太平從含元殿回來時,看見他們站在窗邊。芍藥在瓶裏開著,切口半寸。

“你們一個替母親守花瓶,一個替自己守藥瓶。”她走進來,“我呢。”

婉兒把木匣放在她掌心裏。李隆基把瓷瓶也放上去。

“殿下守我們。”婉兒說。“我們守殿下。三個人,守到不需要守的那一天。”

太平把木匣和瓷瓶收進錦匣。蓋子合不攏了,她用婉兒舊披帛改的深紫絳帶紮緊,打了一個活結。

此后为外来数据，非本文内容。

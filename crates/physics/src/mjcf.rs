//! MJCF (`<mujoco>`) subset reader.
//!
//! Only the elements needed to describe translating rigid bodies resting on
//! planes are understood. Everything else is skipped with a debug log.

use crate::error::PhysicsError;
use crate::model::{Body, Model};
use crate::types::{Geom, Material, Shape, SimOptions, Vec3};
use roxmltree::Node;
use tracing::debug;

const DEFAULT_RGBA: [f32; 4] = [0.5, 0.5, 0.5, 1.0];
// MJCF treats a zero plane size as infinite; this only bounds the drawn quad.
const DEFAULT_PLANE_HALF_SIZE: f32 = 10.0;

pub(crate) fn parse_document(source: &str) -> Result<Model, PhysicsError> {
    let doc = roxmltree::Document::parse(source)?;
    let root = doc.root_element();
    if root.tag_name().name() != "mujoco" {
        return Err(PhysicsError::UnexpectedRoot(
            root.tag_name().name().to_owned(),
        ));
    }

    let mut model = Model {
        name: root.attribute("model").unwrap_or("unnamed").to_owned(),
        options: SimOptions::default(),
        bodies: Vec::new(),
        static_geoms: Vec::new(),
    };

    for child in root.children().filter(Node::is_element) {
        match child.tag_name().name() {
            "option" => parse_option(child, &mut model.options)?,
            "worldbody" => parse_worldbody(child, &mut model)?,
            other => debug!("Ignoring <{other}> element"),
        }
    }

    Ok(model)
}

fn parse_option(node: Node, options: &mut SimOptions) -> Result<(), PhysicsError> {
    if let Some(raw) = node.attribute("timestep") {
        let timestep: f64 = raw
            .trim()
            .parse()
            .map_err(|_| invalid(node, "timestep", raw))?;
        if !(timestep.is_finite() && timestep > 0.0) {
            return Err(PhysicsError::InvalidTimestep(timestep));
        }
        options.timestep = timestep;
    }
    if let Some(gravity) = vec3_attr(node, "gravity")? {
        options.gravity = gravity;
    }
    Ok(())
}

fn parse_worldbody(node: Node, model: &mut Model) -> Result<(), PhysicsError> {
    for child in node.children().filter(Node::is_element) {
        match child.tag_name().name() {
            "geom" => {
                let geom = parse_geom(child)?;
                model.static_geoms.push(geom);
            }
            "body" => walk_body(child, Vec3::ZERO, None, model)?,
            other => debug!("Ignoring <{other}> in <worldbody>"),
        }
    }
    Ok(())
}

/// Flatten a `<body>` subtree. `owner` is the index and world position of
/// the nearest free-jointed ancestor, if any.
fn walk_body(
    node: Node,
    parent_pos: Vec3,
    owner: Option<(usize, Vec3)>,
    model: &mut Model,
) -> Result<(), PhysicsError> {
    let world_pos = parent_pos + vec3_attr(node, "pos")?.unwrap_or(Vec3::ZERO);

    let owner = if has_free_joint(node) {
        let name = node
            .attribute("name")
            .map_or_else(|| format!("body{}", model.bodies.len()), str::to_owned);
        model.bodies.push(Body {
            name,
            initial_pos: world_pos,
            geoms: Vec::new(),
        });
        Some((model.bodies.len() - 1, world_pos))
    } else {
        owner
    };

    for child in node.children().filter(Node::is_element) {
        match child.tag_name().name() {
            "geom" => {
                let mut geom = parse_geom(child)?;
                match owner {
                    Some((index, owner_pos)) => {
                        if matches!(geom.shape, Shape::Plane { .. }) {
                            return Err(PhysicsError::InvalidAttribute {
                                element: "geom".to_owned(),
                                attribute: "type",
                                value: format!(
                                    "plane (inside dynamic body `{}`)",
                                    model.bodies[index].name
                                ),
                            });
                        }
                        geom.offset += world_pos - owner_pos;
                        model.bodies[index].geoms.push(geom);
                    }
                    None => {
                        geom.offset += world_pos;
                        model.static_geoms.push(geom);
                    }
                }
            }
            "body" => walk_body(child, world_pos, owner, model)?,
            "joint" if child.attribute("type") != Some("free") => {
                debug!(
                    "Joint type {:?} is not simulated; body is welded to its parent",
                    child.attribute("type").unwrap_or("hinge")
                );
            }
            _ => {}
        }
    }
    Ok(())
}

fn has_free_joint(node: Node) -> bool {
    node.children().filter(Node::is_element).any(|child| {
        let tag = child.tag_name().name();
        tag == "freejoint" || (tag == "joint" && child.attribute("type") == Some("free"))
    })
}

fn parse_geom(node: Node) -> Result<Geom, PhysicsError> {
    let kind = node.attribute("type").unwrap_or("sphere");
    let size = floats_attr(node, "size")?.unwrap_or_default();

    let shape = match kind {
        "sphere" => {
            let radius = positive(node, "size", &size, 0)?;
            Shape::Sphere { radius }
        }
        "box" => Shape::Box {
            half_extents: Vec3::new(
                positive(node, "size", &size, 0)?,
                positive(node, "size", &size, 1)?,
                positive(node, "size", &size, 2)?,
            ),
        },
        "plane" => {
            let normal = vec3_attr(node, "zaxis")?.unwrap_or(Vec3::Z).normalize();
            if normal == Vec3::ZERO {
                return Err(invalid(node, "zaxis", node.attribute("zaxis").unwrap_or("")));
            }
            let half = |i: usize| {
                size.get(i)
                    .copied()
                    .filter(|v| *v > 0.0)
                    .unwrap_or(DEFAULT_PLANE_HALF_SIZE)
            };
            Shape::Plane {
                normal,
                half_size: [half(0), half(1)],
            }
        }
        other => return Err(PhysicsError::UnsupportedGeom(other.to_owned())),
    };

    let rgba = match floats_attr(node, "rgba")? {
        Some(v) if v.len() == 4 => [v[0], v[1], v[2], v[3]],
        Some(_) => return Err(invalid(node, "rgba", node.attribute("rgba").unwrap_or(""))),
        None => DEFAULT_RGBA,
    };

    let mut material = Material::default();
    if let Some(friction) = floats_attr(node, "friction")? {
        match friction.first() {
            Some(f) if *f >= 0.0 => material.friction = *f,
            _ => {
                return Err(invalid(
                    node,
                    "friction",
                    node.attribute("friction").unwrap_or(""),
                ))
            }
        }
    }

    Ok(Geom {
        name: node.attribute("name").map(str::to_owned),
        shape,
        offset: vec3_attr(node, "pos")?.unwrap_or(Vec3::ZERO),
        rgba,
        material,
    })
}

fn invalid(node: Node, attribute: &'static str, value: &str) -> PhysicsError {
    PhysicsError::InvalidAttribute {
        element: node.tag_name().name().to_owned(),
        attribute,
        value: value.to_owned(),
    }
}

fn floats_attr(node: Node, attribute: &'static str) -> Result<Option<Vec<f32>>, PhysicsError> {
    let Some(raw) = node.attribute(attribute) else {
        return Ok(None);
    };
    raw.split_whitespace()
        .map(|token| {
            token
                .parse::<f32>()
                .ok()
                .filter(|v| v.is_finite())
                .ok_or_else(|| invalid(node, attribute, raw))
        })
        .collect::<Result<Vec<_>, _>>()
        .map(Some)
}

fn vec3_attr(node: Node, attribute: &'static str) -> Result<Option<Vec3>, PhysicsError> {
    match floats_attr(node, attribute)? {
        None => Ok(None),
        Some(v) if v.len() == 3 => Ok(Some(Vec3::new(v[0], v[1], v[2]))),
        Some(_) => Err(invalid(node, attribute, node.attribute(attribute).unwrap_or(""))),
    }
}

fn positive(node: Node, attribute: &'static str, values: &[f32], index: usize) -> Result<f32, PhysicsError> {
    values
        .get(index)
        .copied()
        .filter(|v| *v > 0.0)
        .ok_or_else(|| invalid(node, attribute, node.attribute(attribute).unwrap_or("")))
}

#[cfg(test)]
mod tests {
    use super::*;

    #[test]
    fn defaults_apply_without_option_element() {
        let model = parse_document("<mujoco><worldbody/></mujoco>").unwrap();
        assert_eq!(model.name, "unnamed");
        assert_eq!(model.options, SimOptions::default());
        assert!(model.bodies.is_empty());
    }

    #[test]
    fn rejects_foreign_root() {
        let err = parse_document("<scene/>").unwrap_err();
        assert!(matches!(err, PhysicsError::UnexpectedRoot(ref tag) if tag == "scene"));
    }

    #[test]
    fn rejects_non_positive_timestep() {
        let err = parse_document(r#"<mujoco><option timestep="0"/></mujoco>"#).unwrap_err();
        assert!(matches!(err, PhysicsError::InvalidTimestep(_)));
    }

    #[test]
    fn geom_type_defaults_to_sphere() {
        let model = parse_document(
            r#"<mujoco><worldbody><body pos="0 0 2"><freejoint/><geom size="0.3"/></body></worldbody></mujoco>"#,
        )
        .unwrap();
        assert_eq!(model.bodies[0].geoms[0].shape, Shape::Sphere { radius: 0.3 });
    }

    #[test]
    fn welded_child_geoms_move_with_free_ancestor() {
        let model = parse_document(
            r#"<mujoco><worldbody>
                 <body name="base" pos="1 0 1">
                   <freejoint/>
                   <geom type="box" size="0.1 0.1 0.1"/>
                   <body pos="0 0 0.5"><geom type="sphere" size="0.05" pos="0.1 0 0"/></body>
                 </body>
               </worldbody></mujoco>"#,
        )
        .unwrap();
        assert_eq!(model.bodies.len(), 1);
        let body = &model.bodies[0];
        assert_eq!(body.initial_pos, Vec3::new(1.0, 0.0, 1.0));
        assert_eq!(body.geoms[1].offset, Vec3::new(0.1, 0.0, 0.5));
    }

    #[test]
    fn bodies_without_free_joint_are_static() {
        let model = parse_document(
            r#"<mujoco><worldbody>
                 <body pos="0 0 1"><geom type="box" size="1 1 0.1" pos="0 0 0.2"/></body>
               </worldbody></mujoco>"#,
        )
        .unwrap();
        assert!(model.bodies.is_empty());
        let offset = model.static_geoms[0].offset;
        assert!((offset - Vec3::new(0.0, 0.0, 1.2)).length() < 1e-6);
    }

    #[test]
    fn reports_bad_attribute_values() {
        let err = parse_document(
            r#"<mujoco><worldbody><geom type="box" size="0.1 oops 0.1"/></worldbody></mujoco>"#,
        )
        .unwrap_err();
        assert!(matches!(
            err,
            PhysicsError::InvalidAttribute { attribute: "size", .. }
        ));
    }

    #[test]
    fn rejects_unsupported_geom_types() {
        let err = parse_document(
            r#"<mujoco><worldbody><geom type="mesh" mesh="teapot"/></worldbody></mujoco>"#,
        )
        .unwrap_err();
        assert!(matches!(err, PhysicsError::UnsupportedGeom(ref t) if t == "mesh"));
    }

    #[test]
    fn plane_normal_comes_from_zaxis() {
        let model = parse_document(
            r#"<mujoco><worldbody><geom type="plane" zaxis="0 0 2" size="0 0 1"/></worldbody></mujoco>"#,
        )
        .unwrap();
        assert_eq!(
            model.static_geoms[0].shape,
            Shape::Plane {
                normal: Vec3::Z,
                half_size: [DEFAULT_PLANE_HALF_SIZE; 2]
            }
        );
    }
}
//! # simrun
//!
//! Entry point for the simulation runner binary. Run with `--help` for the
//! available flags.

use anyhow::Result;
use clap::Parser;
use simrun::app;
use simrun::cli::Cli;

fn main() -> Result<()> {
    let cli = Cli::parse();
    app::init_tracing();

    let steps = app::run(&cli)?;
    println!("Simulation finished after {steps} steps.");
    Ok(())
}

景雲三年的春天快要過去了。太液池的芍藥開了又謝,梧桐林的新葉長出來了,嫩綠嫩綠的,在風裏沙沙地響。明堂的銅鈴每日被風吹動,天樞的銘文在春光裏泛著青沈沈的光。

李隆基每日在含元殿監國。太平站在禦座右側,婉兒站在太平身後。三個人的位置和從前一樣。但珠簾徹底卷起來了——李旦命人把珠簾拆了,九層南海細珠,拆下來裝了滿滿一箱。他把這箱珠子賜給了婉兒。

“上官尚宮替朕擬了這些年的旨,朕沒有什麽可賞的。這掛珠簾,是母後垂過的。母後走了,朕不垂簾。朕把它賜給你,不是讓你垂,是讓你收著。”

婉兒跪在含元殿的磚地上,額頭觸地。珠簾在她面前,九層細珠在箱中靜靜地躺著。武皇垂過它,中宗垂過它,韋後垂過它。現在它躺在箱子裏,成了婉兒袖中的又一樣重量。

她把珠簾收進那只檀木匣裏。木匣的蓋子合上了——李隆基做的榫卯精準如梁柱。九層細珠壓在銀印、梧桐葉、武皇的白發、太平的掌紋、“顯郎”“蓮娘”、李隆基的奏疏批本上面。匣子沈甸甸的,袖中的重量越來越重了,但她的手還是穩的。